> [Extracted entries]:
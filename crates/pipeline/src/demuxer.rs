//! 이벤트 분배기 -- 원시 스트림을 소스 타입별 파이프라인으로 분배
//!
//! [`EventDemuxer`]는 이벤트의 `sourceType`으로 파서/트랜슬레이터를
//! 퍼지 조회하여, 소스 타입별 큐와 [`EventProcessor`] 워커를 게으르게
//! 생성하고 이벤트를 해당 큐로 넘깁니다.
//!
//! 소스 타입이 없거나 등록이 없는 이벤트는 그대로 반환되어 워커 루프가
//! raw 사이드 싱크로 전달합니다. 미등록 소스 타입 경고는 소스 타입당
//! 한 번만 남깁니다.
//!
//! EOS를 수신하면 모든 소스별 큐에 EOS를 정확히 한 번씩 전파하고
//! 처리기 워커들의 종료를 기다립니다.

use std::collections::{HashMap, HashSet};
use std::sync::Arc;

use tokio::task::JoinHandle;
use tokio_util::sync::CancellationToken;

use normwire_core::error::NormwireError;
use normwire_core::event::{DataMap, Event, raw};
use normwire_core::fuzzy::FuzzyMap;
use normwire_core::parser::Parser;
use normwire_core::queue::EventQueue;
use normwire_core::worker::{Transform, Transformer};
use normwire_schema::Enricher;
use normwire_translator::TranslatorsManager;

use crate::processor::{EventProcessor, Normalized, ProcessorMetrics, normalize};

/// 소스 타입별 분배기
///
/// 워커 루프의 기본 싱크는 raw 사이드 채널이며, 번역된 이벤트는
/// `event_sink`로 모입니다. 소스 타입 하나당 처리기는 프로세스 수명
/// 동안 최대 한 번 생성됩니다.
pub struct EventDemuxer {
    parsers: Arc<FuzzyMap<Arc<dyn Parser>>>,
    normalizers: Arc<FuzzyMap<Arc<TranslatorsManager>>>,
    enricher: Arc<Enricher>,
    /// 번역된 이벤트 싱크
    event_sink: EventQueue,
    /// 번역 미스 이벤트의 사이드 싱크 (처리기에 전달)
    raw_sink: EventQueue,
    /// 소스 타입 -> 소스별 큐 (게으른 생성)
    queues: HashMap<String, EventQueue>,
    /// 소스별 처리기 워커 핸들
    tasks: Vec<JoinHandle<()>>,
    token: CancellationToken,
    queue_capacity: usize,
    metrics: Arc<ProcessorMetrics>,
    /// 경고를 이미 남긴 미등록 소스 타입
    warned: HashSet<String>,
}

impl EventDemuxer {
    /// 새 분배기를 생성합니다.
    ///
    /// `token`은 소스별 처리기 워커들의 취소 신호로 전파됩니다.
    #[allow(clippy::too_many_arguments)]
    pub fn new(
        parsers: Arc<FuzzyMap<Arc<dyn Parser>>>,
        normalizers: Arc<FuzzyMap<Arc<TranslatorsManager>>>,
        enricher: Arc<Enricher>,
        event_sink: EventQueue,
        raw_sink: EventQueue,
        token: CancellationToken,
        queue_capacity: usize,
        metrics: Arc<ProcessorMetrics>,
    ) -> Self {
        let size = parsers.len() + 1;
        Self {
            parsers,
            normalizers,
            enricher,
            event_sink,
            raw_sink,
            queues: HashMap::with_capacity(size),
            tasks: Vec::new(),
            token,
            queue_capacity,
            metrics,
            warned: HashSet::new(),
        }
    }

    /// 이벤트 하나를 동기적으로 파싱/번역/보강합니다.
    ///
    /// 워커 경로와 달리 큐를 거치지 않는 단건 호출용입니다. 등록이 없거나
    /// 규칙이 매칭되지 않으면 `None`입니다.
    pub fn process_one(&self, data: DataMap) -> Option<DataMap> {
        let source = data
            .get(raw::SOURCE_TYPE)
            .and_then(serde_json::Value::as_str)?;

        let Some(parser) = self.parsers.get(source) else {
            tracing::warn!(source_type = %source, "missing event parser for source type");
            return None;
        };
        let Some(translators) = self.normalizers.get(source) else {
            tracing::warn!(source_type = %source, "missing event normalizer for source type");
            return None;
        };

        match normalize(&**parser, translators, &self.enricher, &self.metrics, data) {
            Normalized::Translated(translated) => Some(translated),
            Normalized::Miss(_) | Normalized::Dropped => None,
        }
    }

    /// 소스 타입의 큐를 얻습니다. 없으면 처리기 워커와 함께 생성합니다.
    fn sink_for(&mut self, source: &str) -> Option<EventQueue> {
        if let Some(queue) = self.queues.get(source) {
            return Some(queue.clone());
        }

        let parser = self.parsers.get(source);
        let normalizer = self.normalizers.get(source);

        let (Some(parser), Some(normalizer)) = (parser, normalizer) else {
            // 소스 타입당 한 번만 경고
            if self.warned.insert(source.to_owned()) {
                if parser.is_none() {
                    tracing::warn!(source_type = %source, "missing event parser for source type");
                }
                if normalizer.is_none() {
                    tracing::warn!(
                        source_type = %source,
                        "missing event normalizer for source type"
                    );
                }
            }
            return None;
        };

        let queue = EventQueue::new(self.queue_capacity);
        let processor = EventProcessor::new(
            Arc::clone(parser),
            Arc::clone(normalizer),
            Arc::clone(&self.enricher),
            self.raw_sink.clone(),
            Arc::clone(&self.metrics),
        );
        let worker = Transformer::new(
            format!("event-processor:{source}"),
            processor,
            queue.clone(),
            self.event_sink.clone(),
        );

        tracing::debug!(source_type = %source, "starting event processor");
        self.tasks.push(worker.spawn(self.token.child_token()));
        self.queues.insert(source.to_owned(), queue.clone());

        Some(queue)
    }
}

impl Transform for EventDemuxer {
    async fn process(&mut self, data: DataMap) -> Result<Option<DataMap>, NormwireError> {
        let Some(source) = data
            .get(raw::SOURCE_TYPE)
            .and_then(serde_json::Value::as_str)
            .map(str::to_owned)
        else {
            tracing::warn!("missing source type in event");
            return Ok(Some(data));
        };

        match self.sink_for(&source) {
            Some(queue) => {
                queue.put(Event::Data(data)).await;
                Ok(None)
            }
            // 등록이 없는 이벤트는 raw 싱크로
            None => Ok(Some(data)),
        }
    }

    async fn terminated(&mut self) {
        for (source, queue) in &self.queues {
            tracing::debug!(source_type = %source, "propagating eos");
            queue.put(Event::eos()).await;
        }
        for task in self.tasks.drain(..) {
            if let Err(error) = task.await {
                tracing::warn!(error = %error, "event processor task failed");
            }
        }
    }
}

#[cfg(test)]
mod tests {
    use super::*;
    use normwire_core::maps;
    use normwire_schema::Catalog;
    use normwire_translator::Translator;
    use serde_json::json;

    fn number_parser() -> Arc<dyn Parser> {
        Arc::new(|text: &str| -> Result<DataMap, NormwireError> {
            let mut data = DataMap::new();
            let id = text
                .parse::<i64>()
                .map_err(|e| normwire_core::error::ParseError::Failed {
                    reason: e.to_string(),
                })?;
            data.insert("id".to_owned(), json!(id));
            Ok(data)
        })
    }

    fn id_translators(source_type: &str) -> Arc<TranslatorsManager> {
        let mut manager = TranslatorsManager::new(source_type);
        manager.put(
            "id",
            Translator::from_str(r#"{ "rules": [ { "id": { "@move": "id" } } ] }"#)
                .expect("compile"),
        );
        Arc::new(manager)
    }

    fn demuxer_for(source_types: &[&str], sink: EventQueue, raw_sink: EventQueue) -> EventDemuxer {
        let mut parsers = FuzzyMap::new();
        let mut normalizers = FuzzyMap::new();
        for source_type in source_types {
            parsers.insert(*source_type, number_parser());
            normalizers.insert(*source_type, id_translators(source_type));
        }

        EventDemuxer::new(
            Arc::new(parsers),
            Arc::new(normalizers),
            Arc::new(Enricher::minimal(Arc::new(Catalog::empty()))),
            sink,
            raw_sink,
            CancellationToken::new(),
            16,
            Arc::new(ProcessorMetrics::default()),
        )
    }

    fn raw_event(text: &str, source_type: &str) -> DataMap {
        let mut data = DataMap::new();
        data.insert(raw::RAW_EVENT.to_owned(), json!(text));
        data.insert(raw::TENANT.to_owned(), json!("Tenant"));
        data.insert(raw::SOURCE_TYPE.to_owned(), json!(source_type));
        data
    }

    #[tokio::test]
    async fn routes_to_lazily_created_processor() {
        let sink: EventQueue = EventQueue::new(16);
        let mut demuxer = demuxer_for(&["test"], sink.clone(), EventQueue::new(16));

        let routed = demuxer.process(raw_event("7", "test")).await.expect("ok");
        assert!(routed.is_none());
        assert_eq!(demuxer.queues.len(), 1);

        let event = sink.take().await;
        let data = event.data().expect("data event");
        assert_eq!(data.get("id"), Some(&json!(7)));
    }

    #[tokio::test]
    async fn one_processor_per_source_type() {
        let sink: EventQueue = EventQueue::new(16);
        let mut demuxer = demuxer_for(&["test"], sink.clone(), EventQueue::new(16));

        for i in 0..5 {
            demuxer
                .process(raw_event(&i.to_string(), "test"))
                .await
                .expect("ok");
        }
        assert_eq!(demuxer.queues.len(), 1);
        assert_eq!(demuxer.tasks.len(), 1);
    }

    #[tokio::test]
    async fn missing_source_type_returns_event_for_raw_sink() {
        let sink: EventQueue = EventQueue::new(16);
        let mut demuxer = demuxer_for(&["test"], sink, EventQueue::new(16));

        let mut data = DataMap::new();
        data.insert(raw::RAW_EVENT.to_owned(), json!("1"));

        let returned = demuxer.process(data.clone()).await.expect("ok");
        assert_eq!(returned, Some(data));
    }

    #[tokio::test]
    async fn unknown_source_type_returns_event_for_raw_sink() {
        let sink: EventQueue = EventQueue::new(16);
        let mut demuxer = demuxer_for(&["test"], sink, EventQueue::new(16));

        let data = raw_event("1", "unregistered");
        let returned = demuxer.process(data.clone()).await.expect("ok");
        assert_eq!(returned, Some(data));
        // 경고는 한 번만 (warned 집합에 기록)
        assert!(demuxer.warned.contains("unregistered"));
    }

    #[tokio::test]
    async fn fuzzy_source_type_matches_family_registration() {
        let sink: EventQueue = EventQueue::new(16);
        let mut demuxer = demuxer_for(&["syslog"], sink.clone(), EventQueue::new(16));

        let routed = demuxer
            .process(raw_event("3", "syslog:firewall:7"))
            .await
            .expect("ok");
        assert!(routed.is_none());

        let event = sink.take().await;
        let data = event.data().expect("data event");
        assert_eq!(data.get("id"), Some(&json!(3)));
        assert_eq!(
            maps::get_str(data, "unmapped.sourceType"),
            Some("syslog:firewall:7")
        );
    }

    #[tokio::test]
    async fn terminated_propagates_eos_to_every_queue() {
        let sink: EventQueue = EventQueue::new(16);
        let mut demuxer = demuxer_for(&["syslog:1", "syslog:2"], sink.clone(), EventQueue::new(16));

        demuxer.process(raw_event("1", "syslog:1")).await.expect("ok");
        demuxer.process(raw_event("2", "syslog:2")).await.expect("ok");
        demuxer.terminated().await;

        // 두 처리기 모두 드레인 후 각자 EOS를 싱크에 전달
        let mut data_events = 0;
        let mut eos_events = 0;
        while let Some(event) = sink.try_take() {
            if event.is_eos() {
                eos_events += 1;
            } else {
                data_events += 1;
            }
        }
        assert_eq!(data_events, 2);
        assert_eq!(eos_events, 2);
    }

    #[tokio::test]
    async fn process_one_translates_synchronously() {
        let sink: EventQueue = EventQueue::new(16);
        let demuxer = demuxer_for(&["test"], sink, EventQueue::new(16));

        let result = demuxer.process_one(raw_event("9", "test")).expect("match");
        assert_eq!(result.get("id"), Some(&json!(9)));
        assert_eq!(
            maps::get_str(&result, "unmapped.sourceType"),
            Some("test")
        );

        assert!(demuxer.process_one(raw_event("9", "unknown")).is_none());
    }
}
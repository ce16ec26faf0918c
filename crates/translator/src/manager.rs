//! 트랜슬레이터 모음 -- 소스 타입 하나에 대한 순서 있는 규칙 목록
//!
//! [`TranslatorsManager`]는 등록 순서대로 트랜슬레이터를 시도하여
//! 첫 번째로 매칭된 결과를 반환합니다. 초기화 이후 불변입니다.

use normwire_core::event::DataMap;

use crate::rule::Translator;

/// 소스 타입 하나에 등록된 트랜슬레이터의 순서 있는 모음
#[derive(Debug, Clone, Default)]
pub struct TranslatorsManager {
    /// 이 모음이 담당하는 소스 타입 (로그 식별용)
    source_type: String,
    /// (이름, 트랜슬레이터) -- 등록 순서 유지
    translators: Vec<(String, Translator)>,
}

impl TranslatorsManager {
    /// 소스 타입 이름으로 빈 모음을 생성합니다.
    pub fn new(source_type: impl Into<String>) -> Self {
        Self {
            source_type: source_type.into(),
            translators: Vec::new(),
        }
    }

    /// 담당 소스 타입을 반환합니다.
    pub fn source_type(&self) -> &str {
        &self.source_type
    }

    /// 트랜슬레이터를 이름과 함께 등록합니다. 등록 순서가 매칭 순서입니다.
    pub fn put(&mut self, name: impl Into<String>, translator: Translator) {
        self.translators.push((name.into(), translator));
    }

    /// 등록된 트랜슬레이터 수를 반환합니다.
    pub fn len(&self) -> usize {
        self.translators.len()
    }

    /// 모음이 비어 있는지 확인합니다.
    pub fn is_empty(&self) -> bool {
        self.translators.is_empty()
    }

    /// 파싱된 트리를 번역합니다.
    ///
    /// 등록 순서대로 시도하여 첫 번째 `Some` 결과를 반환합니다.
    /// 매칭된 규칙이 소비한 키는 입력 트리에서 제거됩니다.
    /// 아무 규칙도 매칭되지 않으면 `None`이며 입력은 변경되지 않습니다.
    pub fn translate(&self, data: &mut DataMap) -> Option<DataMap> {
        for (name, translator) in &self.translators {
            if let Some(output) = translator.apply(data) {
                tracing::trace!(
                    source_type = %self.source_type,
                    rule = %name,
                    "rule matched"
                );
                return Some(output);
            }
        }

        tracing::debug!(source_type = %self.source_type, "no rule matched");
        None
    }
}

#[cfg(test)]
mod tests {
    use super::*;
    use normwire_core::maps;
    use serde_json::json;

    fn tree(value: serde_json::Value) -> DataMap {
        value.as_object().cloned().unwrap_or_default()
    }

    fn guarded(when: &str, target: &str) -> Translator {
        Translator::from_str(&format!(
            r#"{{ "when": "{when}", "rules": [ {{ "message": {{ "@move": "{target}" }} }} ] }}"#
        ))
        .expect("compile")
    }

    #[test]
    fn first_matching_rule_wins() {
        let mut manager = TranslatorsManager::new("test");
        manager.put("ack", guarded("message like 'ACK'", "ack_msg"));
        manager.put("nak", guarded("message like 'NAK'", "nak_msg"));
        manager.put("any", guarded("message like ''", "any_msg"));

        let mut data = tree(json!({"message": "DHCPNAK here"}));
        let output = manager.translate(&mut data).expect("should match");
        assert_eq!(maps::get_str(&output, "nak_msg"), Some("DHCPNAK here"));
    }

    #[test]
    fn no_match_returns_none_and_keeps_input() {
        let mut manager = TranslatorsManager::new("test");
        manager.put("ack", guarded("message like 'ACK'", "ack_msg"));

        let mut data = tree(json!({"message": "nothing relevant"}));
        assert!(manager.translate(&mut data).is_none());
        assert_eq!(maps::get_str(&data, "message"), Some("nothing relevant"));
    }

    #[test]
    fn empty_manager_matches_nothing() {
        let manager = TranslatorsManager::new("test");
        assert!(manager.is_empty());
        assert!(manager.translate(&mut DataMap::new()).is_none());
    }

    #[test]
    fn registration_order_is_match_order() {
        let mut manager = TranslatorsManager::new("test");
        manager.put("first", guarded("message like 'X'", "first"));
        manager.put("second", guarded("message like 'X'", "second"));

        let mut data = tree(json!({"message": "X"}));
        let output = manager.translate(&mut data).expect("should match");
        assert!(output.contains_key("first"));
        assert!(!output.contains_key("second"));
    }
}
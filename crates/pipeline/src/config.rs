//! 파이프라인 설정

use crate::error::NormPipelineError;

/// 파이프라인 설정
///
/// | 옵션 | 효과 |
/// |---|---|
/// | `add_enum_siblings` | 보강 시 enum 캡션 sibling 추가 |
/// | `add_observables` | 보강 시 observable 수집 |
/// | `fuzzy_key_separator` | 퍼지 소스 타입 접미사 구분자 |
/// | `queue_capacity` | 기본 큐 용량 (0은 무제한) |
#[derive(Debug, Clone)]
pub struct PipelineConfig {
    /// 보강 시 enum sibling 추가 여부
    pub add_enum_siblings: bool,
    /// 보강 시 observable 수집 여부
    pub add_observables: bool,
    /// 퍼지 소스 타입 구분자
    pub fuzzy_key_separator: char,
    /// 입력 및 소스별 큐의 기본 용량
    pub queue_capacity: usize,
}

impl Default for PipelineConfig {
    fn default() -> Self {
        Self {
            add_enum_siblings: false,
            add_observables: false,
            fuzzy_key_separator: ':',
            queue_capacity: 1024,
        }
    }
}

impl PipelineConfig {
    /// 설정값의 유효성을 검증합니다.
    pub fn validate(&self) -> Result<(), NormPipelineError> {
        const MAX_QUEUE_CAPACITY: usize = 1_000_000;

        if self.queue_capacity > MAX_QUEUE_CAPACITY {
            return Err(NormPipelineError::Config {
                field: "queue_capacity".to_owned(),
                reason: format!("must be 0-{MAX_QUEUE_CAPACITY}"),
            });
        }

        if self.fuzzy_key_separator.is_alphanumeric() {
            return Err(NormPipelineError::Config {
                field: "fuzzy_key_separator".to_owned(),
                reason: "separator must not be alphanumeric".to_owned(),
            });
        }

        Ok(())
    }
}

/// 파이프라인 설정 빌더
#[derive(Default)]
pub struct PipelineConfigBuilder {
    config: PipelineConfig,
}

impl PipelineConfigBuilder {
    /// 새 빌더를 생성합니다.
    pub fn new() -> Self {
        Self::default()
    }

    /// enum sibling 추가 여부를 설정합니다.
    pub fn add_enum_siblings(mut self, enabled: bool) -> Self {
        self.config.add_enum_siblings = enabled;
        self
    }

    /// observable 수집 여부를 설정합니다.
    pub fn add_observables(mut self, enabled: bool) -> Self {
        self.config.add_observables = enabled;
        self
    }

    /// 퍼지 키 구분자를 설정합니다.
    pub fn fuzzy_key_separator(mut self, separator: char) -> Self {
        self.config.fuzzy_key_separator = separator;
        self
    }

    /// 큐 용량을 설정합니다. 0은 무제한입니다.
    pub fn queue_capacity(mut self, capacity: usize) -> Self {
        self.config.queue_capacity = capacity;
        self
    }

    /// 설정을 검증하고 생성합니다.
    pub fn build(self) -> Result<PipelineConfig, NormPipelineError> {
        self.config.validate()?;
        Ok(self.config)
    }
}

#[cfg(test)]
mod tests {
    use super::*;

    #[test]
    fn default_config_is_valid() {
        PipelineConfig::default().validate().expect("valid");
    }

    #[test]
    fn zero_capacity_means_unbounded_and_is_valid() {
        let config = PipelineConfig {
            queue_capacity: 0,
            ..Default::default()
        };
        config.validate().expect("valid");
    }

    #[test]
    fn oversized_capacity_is_rejected() {
        let config = PipelineConfig {
            queue_capacity: 10_000_000,
            ..Default::default()
        };
        assert!(config.validate().is_err());
    }

    #[test]
    fn alphanumeric_separator_is_rejected() {
        let config = PipelineConfig {
            fuzzy_key_separator: 'a',
            ..Default::default()
        };
        assert!(config.validate().is_err());
    }

    #[test]
    fn builder_creates_valid_config() {
        let config = PipelineConfigBuilder::new()
            .add_enum_siblings(true)
            .add_observables(true)
            .queue_capacity(16)
            .build()
            .expect("valid");
        assert!(config.add_enum_siblings);
        assert!(config.add_observables);
        assert_eq!(config.queue_capacity, 16);
        assert_eq!(config.fuzzy_key_separator, ':');
    }

    #[test]
    fn builder_rejects_invalid_config() {
        assert!(
            PipelineConfigBuilder::new()
                .fuzzy_key_separator('1')
                .build()
                .is_err()
        );
    }
}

> [Work instructions]: Send back exactly, with nothing added, the lines from the first line of the material above through the line holding "use normwire_core::queue::EventQueue;"; both ends are included.

> [Expected answer]:
filename crates/pipeline/src/demuxer.rs
//! 이벤트 분배기 -- 원시 스트림을 소스 타입별 파이프라인으로 분배
//!
//! [`EventDemuxer`]는 이벤트의 `sourceType`으로 파서/트랜슬레이터를
//! 퍼지 조회하여, 소스 타입별 큐와 [`EventProcessor`] 워커를 게으르게
//! 생성하고 이벤트를 해당 큐로 넘깁니다.
//!
//! 소스 타입이 없거나 등록이 없는 이벤트는 그대로 반환되어 워커 루프가
//! raw 사이드 싱크로 전달합니다. 미등록 소스 타입 경고는 소스 타입당
//! 한 번만 남깁니다.
//!
//! EOS를 수신하면 모든 소스별 큐에 EOS를 정확히 한 번씩 전파하고
//! 처리기 워커들의 종료를 기다립니다.

use std::collections::{HashMap, HashSet};
use std::sync::Arc;

use tokio::task::JoinHandle;
use tokio_util::sync::CancellationToken;

use normwire_core::error::NormwireError;
use normwire_core::event::{DataMap, Event, raw};
use normwire_core::fuzzy::FuzzyMap;
use normwire_core::parser::Parser;
use normwire_core::queue::EventQueue;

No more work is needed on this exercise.